De facto, com taxas extorsionárias desta ordem é preferível mobilizar o próprio esforço para as
atividades que diminuam os impostos a pagar. O empreendedor já não se guia pelas necessidades do mercado mas sim pelos pormenores
do código fiscal. Expande-se a profissão de fiscalista e criam-se empregos no setor, porém esta é mais uma forma de produzir serviços
não-transacionáveis.
Tudo isto junto diminui a criação de riqueza, o que se reflete na receita fiscal. No fundo a curva de Laffer
é uma ilustração gráfica dos efeitos agregados da fiscalidade. A sua expressão exata não pode ser determinada, logo não serve de base
para o cálculo dos efeitos numéricos exatos de uma subida ou de um abaixamento de impostos.

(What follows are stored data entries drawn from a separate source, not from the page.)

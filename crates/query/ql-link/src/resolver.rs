//! Free-text link resolution and anchor derivation

use crate::error::LinkError;
use crate::registry::RefRegistry;
use crate::target::LinkTarget;
use ql_model::{Genus, Metaness, NodeData, NodeId};
use ql_tree::{Forest, ForestNode, Tree};

/// Resolves free-text link targets against a forest
///
/// Search order: the referring entity's lexical scope outward to its
/// tree's root, then each tree of the forest from its root, in forest
/// order. The resolver owns the per-run anchor registry, so anchors are
/// unique and stable across calls.
pub struct LinkResolver<'a> {
    forest: &'a Forest,
    registry: RefRegistry,
    diagnostics: Vec<LinkError>,
}

impl<'a> LinkResolver<'a> {
    pub fn new(forest: &'a Forest) -> Self {
        Self {
            forest,
            registry: RefRegistry::new(),
            diagnostics: Vec::new(),
        }
    }

    /// Non-fatal problems recorded while resolving (ambiguities).
    pub fn diagnostics(&self) -> &[LinkError] {
        &self.diagnostics
    }

    /// Resolves `target` to one entity and its page anchor.
    ///
    /// `relative` is the referring entity in the forest's primary tree;
    /// `None` starts at the root. An ambiguous function reference resolves
    /// to the chain head and records a diagnostic. An explicit `#fragment`
    /// overrides the kind-derived anchor and goes through the registry like
    /// any other ref.
    pub fn resolve(
        &mut self,
        target: &str,
        relative: Option<NodeId>,
    ) -> Result<(ForestNode, String), LinkError> {
        let parsed = LinkTarget::parse(target)?;
        let found = self
            .search_outward(&parsed, relative, target)
            .or_else(|| self.search_forest(&parsed, target))
            .ok_or_else(|| LinkError::NotFound {
                target: target.to_string(),
            })?;
        let anchor = match &parsed.fragment {
            Some(fragment) => self.registry.register(fragment),
            None => self.ref_for_node(self.forest.tree(found.tree), found.node),
        };
        Ok((found, anchor))
    }

    fn search_outward(
        &mut self,
        parsed: &LinkTarget,
        relative: Option<NodeId>,
        target: &str,
    ) -> Option<ForestNode> {
        let tree = self.forest.primary()?;
        let mut scope = relative;
        while let Some(current) = scope {
            if tree.node(current).is_aggregate() {
                if let Some(found) = self.resolve_in_scope(tree, current, parsed, target) {
                    return Some(ForestNode {
                        tree: 0,
                        node: found,
                    });
                }
            }
            scope = tree.node(current).parent;
        }
        None
    }

    fn search_forest(&mut self, parsed: &LinkTarget, target: &str) -> Option<ForestNode> {
        for (index, tree) in self.forest.iter().enumerate() {
            if let Some(found) = self.resolve_in_scope(tree, tree.root(), parsed, target) {
                return Some(ForestNode {
                    tree: index,
                    node: found,
                });
            }
        }
        None
    }

    /// Resolves the parsed path starting at `scope`, applying function
    /// disambiguation to the last segment.
    fn resolve_in_scope(
        &mut self,
        tree: &Tree,
        scope: NodeId,
        parsed: &LinkTarget,
        target: &str,
    ) -> Option<NodeId> {
        let mut current = scope;
        let (last, intermediate) = parsed.path.split_last()?;
        for segment in intermediate {
            let symbol = tree.interner().intern(segment);
            let next = tree
                .pool()
                .find_child_by_name(current, symbol, Genus::DontCare)?;
            if !tree.node(next).is_aggregate() {
                return None;
            }
            current = next;
        }

        let symbol = tree.interner().intern(last);
        match &parsed.parameters {
            Some(parameters) => tree.pool().find_function_child(current, symbol, parameters),
            None => {
                if let Some(head) = tree.pool().chain_head(current, symbol) {
                    let count = chain_len(tree, head);
                    if count > 1 {
                        self.diagnostics.push(LinkError::AmbiguousReference {
                            target: target.to_string(),
                            candidates: count,
                        });
                    }
                    return Some(head);
                }
                tree.pool().find_child_by_name(current, symbol, Genus::DontCare)
            }
        }
    }

    /// Derives the page anchor for `node` and registers it for uniqueness.
    ///
    /// The suffix depends on the entity kind; same-named entities of
    /// different kinds therefore never collide. A host-language function
    /// uses its bare name, with `-N` appended for non-primary overloads;
    /// an undocumented accessor of exactly one property borrows that
    /// property's anchor, and a flag typedef borrows its enum's.
    pub fn ref_for_node(&mut self, tree: &Tree, node: NodeId) -> String {
        let reference = self.raw_ref(tree, node);
        self.registry.register(&reference)
    }

    fn raw_ref(&mut self, tree: &Tree, node: NodeId) -> String {
        let member = tree.node(node);
        let name = tree.interner().resolve(&member.name);
        match &member.data {
            NodeData::Enum(_) => format!("{name}-enum"),
            NodeData::Typedef(typedef) => {
                if let Some(associated) = typedef.associated_enum {
                    return self.raw_ref(tree, associated);
                }
                if typedef.is_alias {
                    format!("{name}-alias")
                } else {
                    format!("{name}-typedef")
                }
            }
            NodeData::Property(_) => format!("{name}-prop"),
            NodeData::Variable(_) => format!("{name}-var"),
            NodeData::QmlProperty(property) => {
                if property.is_attached {
                    format!("{name}-attached-prop")
                } else {
                    format!("{name}-prop")
                }
            }
            NodeData::SharedComment(_) => {
                if tree.pool().is_property_group(node) {
                    format!("{name}-prop")
                } else {
                    name
                }
            }
            NodeData::Function(function) => {
                let base = match function.metaness {
                    Metaness::QmlSignal => format!("{name}-signal"),
                    Metaness::QmlSignalHandler => format!("{name}-signal-handler"),
                    Metaness::QmlMethod => format!("{name}-method"),
                    Metaness::Signal => format!("{name}-signal"),
                    _ => {
                        if function.has_one_associated_property() && !member.has_doc() {
                            return self.raw_ref(tree, function.associated_properties[0]);
                        }
                        name
                    }
                };
                if function.overload_number != 0 {
                    format!("{base}-{}", function.overload_number)
                } else {
                    base
                }
            }
            _ => name,
        }
    }
}

fn chain_len(tree: &Tree, head: NodeId) -> usize {
    let mut count = 0;
    let mut cursor = Some(head);
    while let Some(id) = cursor {
        count += 1;
        cursor = tree.node(id).function().and_then(|f| f.next_overload);
    }
    count
}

A crítica da curva de Laffer
Por
várias razões, entre elas as assinaladas, a curva de Laffer tem sido sujeita a críticas variadas. Porém, um aspeto notável é que a
sua forma provém de um teorema que se estuda no primeiro ano das universidades, chamado teorema de Rolle:
Seja f(x) uma função definida
no intervalo [a, b], contínua e derivável. Se f(a) = 0 e f(b) = 0 então existe pelo menos um ponto interior c onde a derivada se anula,
isto, é f’(c) = 0.
Em todo o caso, para sermos rigorosos temos que assinalar que a forma da curva de Laffer acima não é imposta
pelo teorema de Rolle, sendo possível a forma seguinte e outras do mesmo estilo.
Neste caso, após um período de queda da receita
fiscal, segue-se um novo período de subida desta. Contudo, esta última curva não é convexa nem côncava, o que a coloca fora dos modelos
habituais em Economia.
A curva de Laffer e a política
Quando a receita fiscal começa a baixar depois de ter atingido o máximo,
isso significa que a fiscalidade está a sufocar a economia. Racionalmente seria o momento de baixar os impostos. Porém, os comportamentos
racionais não são de esperar quando a autoridade está repartida por uma miríade de focos de poder.

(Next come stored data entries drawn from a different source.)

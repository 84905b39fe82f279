//! Property/function association and property overriding

use crate::error::{DiagnosticSink, ResolveError};
use crate::hierarchy::base_chain;
use ql_model::{FlagValue, NodeId, PropertyRole};
use ql_tree::Tree;

const ROLE_NAMES: [&str; 4] = ["getter", "setter", "resetter", "notifier"];

/// Resolves every property's textual role hints against the enclosing
/// aggregate's function chains.
///
/// A hint matches the first chain entry with the property's access level
/// whose status also matches, or which carries no documentation of its own.
/// A match is recorded on both sides; a miss drains the hint and reports.
pub fn resolve_property_functions(tree: &mut Tree, sink: &mut DiagnosticSink) {
    let properties: Vec<NodeId> = tree
        .pool()
        .iter()
        .filter(|(_, node)| node.is_property())
        .map(|(id, _)| id)
        .collect();

    for property in properties {
        let Some(parent) = tree.node(property).parent else {
            continue;
        };
        let access = tree.node(property).access;
        let status = tree.node(property).status;
        let Some(pending) = tree
            .node_mut(property)
            .property_mut()
            .map(|data| std::mem::take(&mut data.pending))
        else {
            continue;
        };

        for role in PropertyRole::ALL {
            for name in &pending[role.index()] {
                let symbol = tree.interner().intern(name);
                let mut chosen = None;
                let mut cursor = tree.pool().chain_head(parent, symbol);
                while let Some(id) = cursor {
                    let node = tree.node(id);
                    let Some(function) = node.function() else {
                        break;
                    };
                    if node.access == access && (node.status == status || !node.has_doc()) {
                        chosen = Some(id);
                        break;
                    }
                    cursor = function.next_overload;
                }

                match chosen {
                    Some(function) => {
                        if let Some(data) = tree.node_mut(property).property_mut() {
                            data.add_function(role, function);
                        }
                        if let Some(data) = tree.node_mut(function).function_mut() {
                            if !data.associated_properties.contains(&property) {
                                data.associated_properties.push(property);
                            }
                        }
                    }
                    None => sink.push(ResolveError::UnresolvedPropertyFunction {
                        property: tree.qualified_name(property),
                        function: name.clone(),
                        role: ROLE_NAMES[role.index()],
                        location: tree.node(property).declared_at,
                    }),
                }
            }
        }
    }
}

/// Links each property to the nearest same-named property in its class's
/// resolved base chain.
///
/// Only what the derived property left unset is inherited: role lists that
/// are still empty and attribute flags still at their default. Explicitly
/// set values are never overwritten. Runs after base-class resolution and
/// role association.
pub fn resolve_property_overrides(tree: &mut Tree) {
    let properties: Vec<NodeId> = tree
        .pool()
        .iter()
        .filter(|(_, node)| node.is_property())
        .map(|(id, _)| id)
        .collect();

    for property in properties {
        let already = tree
            .node(property)
            .property()
            .is_none_or(|data| data.overridden_from.is_some());
        if already {
            continue;
        }
        let Some(parent) = tree.node(property).parent else {
            continue;
        };
        if !tree.node(parent).is_class_node() {
            continue;
        }
        let name = tree.node(property).name;

        let base_property = base_chain(tree, parent).into_iter().find_map(|base| {
            tree.pool()
                .children(base)
                .iter()
                .copied()
                .find(|&child| tree.node(child).is_property() && tree.node(child).name == name)
        });
        let Some(base_property) = base_property else {
            continue;
        };

        let Some(base_data) = tree.node(base_property).property().cloned() else {
            continue;
        };
        if let Some(data) = tree.node_mut(property).property_mut() {
            for role in PropertyRole::ALL {
                if data.functions[role.index()].is_empty() {
                    data.functions[role.index()] = base_data.functions[role.index()].clone();
                }
            }
            if data.stored.is_default() {
                data.stored = FlagValue::from_bool(base_data.stored.to_bool(true));
            }
            if data.writable.is_default() {
                data.writable = FlagValue::from_bool(base_data.writable.to_bool(true));
            }
            if data.required.is_default() {
                data.required = FlagValue::from_bool(base_data.required.to_bool(false));
            }
            data.overridden_from = Some(base_property);
        }
    }
}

A razão é simples. Baixar os impostos significa assumir a priori uma diminuição na receita. As despesas do Estado têm que ser, também a priori, diminuídas. Ora todos os serviços do Estado, assim como os fornecedores deste, entendem que não devem ser atingidos pelo corte das despesas. Aparecem as doutrinas mais fantasistas sobre as finanças públicas e o governo acaba por aumentar os impostos, embora sabendo que a receita fiscal diminuirá. A curva de Laffer é assim um simples aviso, mas somente perante a perspetiva de uma catástrofe, ou perante revolta popular, o governo se sentirá com energia para impor a sua vontade aos tais inúmeros focos de poder e tomar a única medida racional — o abaixamento dos impostos.
[i] Ver Arthur Laffer.
[ii] Uma sociedade esclavagista não funciona com t = 100%. De facto, à partida,
tudo o que o escravo produz é pertença do plantador. Porém o plantador tem que alimentar o escravo e zelar pela sua saúde, isto é,
tem que devolver ao escravo uma parte do valor que este criou. Nesse caso, t poderá ser talvez 85%, nunca pode ser 100%.
[iii] Charles
Adams — For Good and Evil. The impact of taxes on the course of civilization, pág. 431.